É interessante perceber como o contista foge de lugares comuns, subvertendo expectativas óbvias em alguns de seus personagens. É, por exemplo, o que ocorre em “A flor e a estrela”, trama que tem por curioso arremate a ingênua visão de mundo do seu protagonista, até então alheio a tudo o que representava viver num país subtraído em liberdade. O jovem enamorado que atravessa a cidade sitiada para levar uma rosa a sua amada é a demonstração de como uma suposta alienação política deu margem a algum tempo de delicadeza e poesia.

Mais à frente, no conto “Longe daqui”, subsiste um espaço para o desejo, que em meio a toda sombra circular da traição, encontra algum mínimo abrigo diante da ausência de liberdade plena. O beijo entre amigos do mesmo sexo, parceiros de experiência de vida desde a infância, carrega em si toda uma simbologia, algo que transcende qualquer noção de sexualidade e que se norteia pela consciência de que o corpo é também um receptáculo de gratidão e lealdade.  Estamos diante de uma amizade posta à prova por vias nada usuais.

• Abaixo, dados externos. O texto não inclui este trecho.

/*
 * SPDX-License-Identifier: BlueOak-1.0.0
 * Copyright (c) Anillo OS Developers
 */

//! The Ferro core: the in-kernel IPC and concurrency fabric sitting above
//! `machine`'s arch abstraction. Threads block on waitqueues (§4.A), the
//! scheduler and futex table build sleep primitives over them (§4.B/§4.C),
//! the virtual memory module resolves page faults and TLB shootdown (§4.D),
//! channels move messages and attachments between threads (§4.E), and the
//! event monitor lets a thread wait on many of those at once (§4.F).
//!
//! UEFI bootstrap, the physical frame allocator, and real paging-table bit
//! layout are external collaborators this crate only reaches through a
//! trait boundary (`machine::arch::Arch`, `vm::FrameAllocator`) — none of
//! that bring-up code lives here.

#![cfg_attr(not(test), no_std)]
#![cfg_attr(not(test), feature(custom_test_frameworks))]
#![cfg_attr(not(test), test_runner(crate::tests::test_runner))]
#![cfg_attr(not(test), reexport_test_harness_main = "test_main")]
#![allow(clippy::upper_case_acronyms)]
#![allow(clippy::enum_variant_names)]
#![allow(clippy::nonstandard_macro_braces)] // https://github.com/shepmaster/snafu/issues/296

extern crate alloc;

pub mod channel;
pub mod config;
pub mod error;
pub mod futex;
pub mod handle;
pub mod heap;
pub mod klog;
pub mod monitor;
pub mod process;
pub mod refcount;
pub mod scheduler;
pub mod sync;
pub mod syscall;
pub mod timer;
pub mod vm;
pub mod waitqueue;

#[cfg(not(test))]
pub mod tests;

/// Version string, reported through the boot console.
pub fn version() -> &'static str {
    concat!(env!("CARGO_PKG_NAME"), " version ", env!("CARGO_PKG_VERSION"))
}
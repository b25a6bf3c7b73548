/*
 * SPDX-License-Identifier: BlueOak-1.0.0
 * Copyright (c) Anillo OS Developers
 */

//! The kernel heap backing every `alloc::{Vec, BTreeMap, Arc, Box}` in this
//! crate. Built the same way the teacher built its DMA pool — a
//! `buddy_alloc::BuddyAlloc` over a fixed region, guarded by a spinlock and
//! lazily carved up on first touch — generalized here from a DMA-only pool
//! into the crate-wide `#[global_allocator]`.

use core::alloc::{GlobalAlloc, Layout};

use buddy_alloc::{BuddyAlloc, BuddyAllocParam};
use once_cell::unsync::Lazy;

use machine::sync::SpinLock;

/// Bounds of the backing region, in the kernel's own address space. A real
/// bootstrap stage relocates these from the boot memory map (§6.4); fixed
/// here because that handoff is out of this crate's scope.
const HEAP_START: usize = 0x0040_0000;
const HEAP_END: usize = 0x0140_0000;
const LEAF_SIZE: usize = 64;

struct KernelHeap {
    inner: SpinLock<Lazy<BuddyAlloc<'static>>>,
}

// `Lazy<BuddyAlloc>` is not `Sync` on its own; every access to `inner` goes
// through the spinlock, which serializes it the same way the teacher's
// `sync::NullLock` forced `Sync` on its own DMA allocator.
unsafe impl Sync for KernelHeap {}

unsafe impl GlobalAlloc for KernelHeap {
    unsafe fn alloc(&self, layout: Layout) -> *mut u8 {
        self.inner.lock().malloc(layout.size())
    }

    unsafe fn dealloc(&self, ptr: *mut u8, layout: Layout) {
        self.inner.lock().free(ptr, layout.size());
    }
}

#[cfg_attr(not(test), global_allocator)]
static KERNEL_HEAP: KernelHeap = KernelHeap {
    inner: SpinLock::new(Lazy::new(|| unsafe {
        BuddyAlloc::new(BuddyAllocParam::new(HEAP_START as *const u8, HEAP_END - HEAP_START, LEAF_SIZE))
    })),
};
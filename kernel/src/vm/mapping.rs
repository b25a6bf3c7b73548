/*
 * SPDX-License-Identifier: BlueOak-1.0.0
 * Copyright (c) Anillo OS Developers
 */

//! `fpage_mapping_t` (§3 "Page mapping", §4.D): a ref-counted container for
//! a contiguous virtual region, in one of four flavors.

use alloc::{sync::Arc, vec, vec::Vec};

use machine::{address::PhysAddr, sync::IrqSafeSpinLock};

use crate::{error::Status, refcount::RefCount};

use super::FrameAllocator;

bitflags::bitflags! {
    /// Mapping creation/behavior flags (§4.D).
    #[derive(Debug, Clone, Copy, PartialEq, Eq)]
    pub struct MappingFlags: u32 {
        /// Frames backing this mapping are never paged out (swap is a
        /// non-goal anyway, §1, but the bit is preserved for API fidelity).
        const UNSWAPPABLE = 1 << 0;
        /// Map with caching disabled (MMIO-style regions).
        const NO_CACHE = 1 << 1;
        /// Resolve every page eagerly at creation rather than on first fault.
        const PREBOUND = 1 << 2;
        /// Zero-fill anonymous frames at creation.
        const ZERO = 1 << 3;
        /// Require a physically contiguous frame run.
        const CONTIGUOUS = 1 << 4;
    }
}

/// A shared-memory descriptor: physical frames shared across every mapping
/// bound to it (`page_allocate_shared`/`page_bind_shared`, §6.2).
pub struct SharedMemory {
    frames: IrqSafeSpinLock<Vec<PhysAddr>>,
    refcount: RefCount,
}

impl SharedMemory {
    /// Allocate a fresh shared-memory descriptor backing `count` frames.
    /// Frames are zero-filled per the round-trip law in §8 ("returns zeros
    /// on a freshly allocated zero-fill mapping").
    pub fn allocate(allocator: &dyn FrameAllocator, count: usize) -> Result<Arc<Self>, Status> {
        let base = allocator.allocate(count)?;
        let frames = (0..count).map(|i| base + i * machine::address::PAGE_SIZE).collect();
        Ok(Arc::new(Self { frames: IrqSafeSpinLock::new(frames), refcount: RefCount::new() }))
    }

    /// Number of frames backing this descriptor.
    pub fn page_count(&self) -> usize {
        self.frames.lock().len()
    }

    /// Physical frame backing page `index`, if in range.
    pub fn frame(&self, index: usize) -> Option<PhysAddr> {
        self.frames.lock().get(index).copied()
    }

    /// `page_close_shared`: drop the caller's reference. Frames are returned
    /// to `allocator` once the last reference drops.
    pub fn close(self: &Arc<Self>, allocator: &dyn FrameAllocator) -> Result<(), Status> {
        match self.refcount.release() {
            Ok(()) => Ok(()),
            Err(Status::PermanentOutage) => {
                let frames = self.frames.lock();
                if let Some(&first) = frames.first() {
                    allocator.free(first, frames.len());
                }
                Ok(())
            }
            Err(other) => Err(other),
        }
    }
}

/// Sentinel physical address marking an on-demand leaf entry: present in
/// the table but not yet resolved to a real frame (§4.D "On-demand &
/// prebound").
pub const ON_DEMAND: PhysAddr = PhysAddr::new(usize::MAX);

/// The four mapping variants (§3 "Page mapping").
pub enum MappingKind {
    /// Owns its own physical frames outright.
    AnonymousDirect { frames: Vec<PhysAddr> },
    /// Physical frames shared across every mapping bound to the same
    /// descriptor.
    Bound { descriptor: Arc<SharedMemory>, page_offset: usize },
    /// Redirects reads/writes to an offset within another mapping, the
    /// mechanism `bind_indirect` installs so channel-delivered shared
    /// memory avoids frame duplication.
    Indirect { source: Arc<Mapping>, source_offset: usize },
}

/// A ref-counted container for a contiguous virtual region (§3, §4.D).
pub struct Mapping {
    kind: IrqSafeSpinLock<MappingKind>,
    page_count: usize,
    pub flags: MappingFlags,
    refcount: RefCount,
}

impl Mapping {
    /// Create an anonymous-direct mapping, allocating `count` frames up
    /// front (`page_allocate`, §6.2). [`MappingFlags::ZERO`] zero-fills them.
    pub fn new_anonymous(
        allocator: &dyn FrameAllocator,
        count: usize,
        flags: MappingFlags,
    ) -> Result<Arc<Self>, Status> {
        let base = allocator.allocate(count)?;
        let frames = (0..count).map(|i| base + i * machine::address::PAGE_SIZE).collect();
        Ok(Arc::new(Self {
            kind: IrqSafeSpinLock::new(MappingKind::AnonymousDirect { frames }),
            page_count: count,
            flags,
            refcount: RefCount::new(),
        }))
    }

    /// Create a mapping bound to a shared-memory descriptor at `page_offset`
    /// pages in, spanning `count` pages (`page_map_shared`/`page_bind_shared`).
    pub fn new_bound(descriptor: Arc<SharedMemory>, page_offset: usize, count: usize, flags: MappingFlags) -> Result<Arc<Self>, Status> {
        if page_offset + count > descriptor.page_count() {
            return Err(Status::InvalidArgument);
        }
        descriptor.refcount.retain().map_err(|_| Status::PermanentOutage)?;
        Ok(Arc::new(Self {
            kind: IrqSafeSpinLock::new(MappingKind::Bound { descriptor, page_offset }),
            page_count: count,
            flags,
            refcount: RefCount::new(),
        }))
    }

    /// Number of pages this mapping spans.
    pub fn page_count(&self) -> usize {
        self.page_count
    }

    /// `bind_indirect(mapping, offset, count, source_mapping, source_offset,
    /// flags)`: redirect `[offset, offset+count)` of `self` to
    /// `[source_offset, source_offset+count)` of `source`. Only meaningful
    /// on a mapping that spans exactly that range (this module models a
    /// mapping as a single uniform region rather than per-page entries, so
    /// `bind_indirect` replaces the whole mapping's backing).
    pub fn bind_indirect(self: &Arc<Self>, count: usize, source: Arc<Mapping>, source_offset: usize, flags: MappingFlags) -> Result<(), Status> {
        if count != self.page_count || source_offset + count > source.page_count {
            return Err(Status::InvalidArgument);
        }
        let mut kind = self.kind.lock();
        *kind = MappingKind::Indirect { source, source_offset };
        let _ = flags;
        Ok(())
    }

    /// Resolve the physical frame backing page `index` (0-based within this
    /// mapping). Follows `Indirect` redirection transitively.
    pub fn frame_for_page(&self, index: usize) -> Result<PhysAddr, Status> {
        if index >= self.page_count {
            return Err(Status::InvalidArgument);
        }
        match &*self.kind.lock() {
            MappingKind::AnonymousDirect { frames } => frames.get(index).copied().ok_or(Status::InvalidArgument),
            MappingKind::Bound { descriptor, page_offset } => {
                descriptor.frame(page_offset + index).ok_or(Status::InvalidArgument)
            }
            MappingKind::Indirect { source, source_offset } => source.frame_for_page(source_offset + index),
        }
    }
}

/// Retain one reference (the ref-counted-container contract §3 requires of
/// every attachment/mapping consumer).
pub fn retain(mapping: &Arc<Mapping>) -> Result<(), Status> {
    mapping.refcount.retain()
}

/// Release one reference, freeing backing frames (for an anonymous-direct
/// mapping) once the count reaches zero.
pub fn release(mapping: &Arc<Mapping>, allocator: &dyn FrameAllocator) -> Result<(), Status> {
    match mapping.refcount.release() {
        Ok(()) => Ok(()),
        Err(Status::PermanentOutage) => {
            if let MappingKind::AnonymousDirect { frames } = &*mapping.kind.lock() {
                if let Some(&first) = frames.first() {
                    allocator.free(first, frames.len());
                }
            }
            Ok(())
        }
        Err(other) => Err(other),
    }
}

#[cfg(test)]
pub(crate) mod test_support {
    use super::*;
    use core::sync::atomic::{AtomicUsize, Ordering};

    /// A trivial bump allocator standing in for the out-of-scope physical
    /// frame allocator (§1) — never reclaims, which is fine for unit tests.
    pub struct BumpFrameAllocator {
        next: AtomicUsize,
    }

    impl BumpFrameAllocator {
        pub fn new(start: usize) -> Self {
            Self { next: AtomicUsize::new(start) }
        }
    }

    impl FrameAllocator for BumpFrameAllocator {
        fn allocate(&self, count: usize) -> Result<PhysAddr, Status> {
            let base = self.next.fetch_add(count * machine::address::PAGE_SIZE, Ordering::Relaxed);
            Ok(PhysAddr::new(base))
        }

        fn free(&self, _base: PhysAddr, _count: usize) {}
    }
}

#[cfg(test)]
mod tests {
    use super::{test_support::BumpFrameAllocator, *};

    #[test]
    fn anonymous_mapping_resolves_distinct_frames_per_page() {
        let allocator = BumpFrameAllocator::new(0x10_0000);
        let mapping = Mapping::new_anonymous(&allocator, 3, MappingFlags::ZERO).unwrap();
        let f0 = mapping.frame_for_page(0).unwrap();
        let f1 = mapping.frame_for_page(1).unwrap();
        assert_ne!(f0, f1);
        assert_eq!(mapping.frame_for_page(3), Err(Status::InvalidArgument));
    }

    #[test]
    fn shared_memory_bound_mapping_shares_frames() {
        let allocator = BumpFrameAllocator::new(0x20_0000);
        let shared = SharedMemory::allocate(&allocator, 4).unwrap();
        let a = Mapping::new_bound(shared.clone(), 0, 2, MappingFlags::empty()).unwrap();
        let b = Mapping::new_bound(shared.clone(), 2, 2, MappingFlags::empty()).unwrap();
        assert_eq!(a.frame_for_page(0).unwrap(), shared.frame(0).unwrap());
        assert_eq!(b.frame_for_page(0).unwrap(), shared.frame(2).unwrap());
        assert_ne!(a.frame_for_page(0).unwrap(), b.frame_for_page(0).unwrap());
    }

    #[test]
    fn bind_indirect_redirects_to_source_mapping() {
        let allocator = BumpFrameAllocator::new(0x30_0000);
        let source = Mapping::new_anonymous(&allocator, 4, MappingFlags::empty()).unwrap();
        let indirect = Mapping::new_anonymous(&allocator, 2, MappingFlags::empty()).unwrap();
        indirect.bind_indirect(2, source.clone(), 1, MappingFlags::empty()).unwrap();
        assert_eq!(indirect.frame_for_page(0).unwrap(), source.frame_for_page(1).unwrap());
        assert_eq!(indirect.frame_for_page(1).unwrap(), source.frame_for_page(2).unwrap());
    }
}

Aos poucos, vamos percebendo que os personagens são pessoas normais que, mesmo diante dum amplo cenário de repressão, cultivam uma espécie de felicidade clandestina. Esta fugidia, é claro, mas o suficiente para recriar cenários da memória, através dos quais passam vívidos flashes de saudade ou de alguma distante tentativa de reparação. Quando encarcerados ou torturados, os protagonistas das histórias recorrem a lembranças que tanto significam uma válvula de escape para a dor presente como também uma tentativa de vislumbrarem o que seria deles se tudo fosse diferente, ou seja, se suas escolhas fossem outras.

Vencedora do Prêmio Nacional da Academia de Letras da Bahia 2016, “A Eternidade da Maçã” é uma obra que prima pela riqueza de suas narrativas. Seu criador lança mão de bem elaborados recursos descritivos, tecendo um painel que agrega o físico e o imaterial. Assim, não entrega respostas prontas ao leitor. É como se as histórias ficassem em suspensão, sem um arremate derradeiro e prontas para continuar sob a dinâmica de outros olhares.

Terminada a leitura do livro, fica a sensação de que Marcus Vinícius Rodrigues não quer que esqueçamos uma das páginas mais cruéis de nossa história. Na medida em que um autor como ele concretiza isso sem nos impor desgastadas formulações ideológicas, o saldo é por demais positivo. Quiçá a luz ideal posta sobre as coisas seja aquela realmente capaz de proteger a memória, e não usurpá-la repetindo frases perdidas ao vento num desatino sem propósito.

Fabrício Brandão edita a Revista Diversos Afins, além de buscar abrigo em livros, discos e filmes.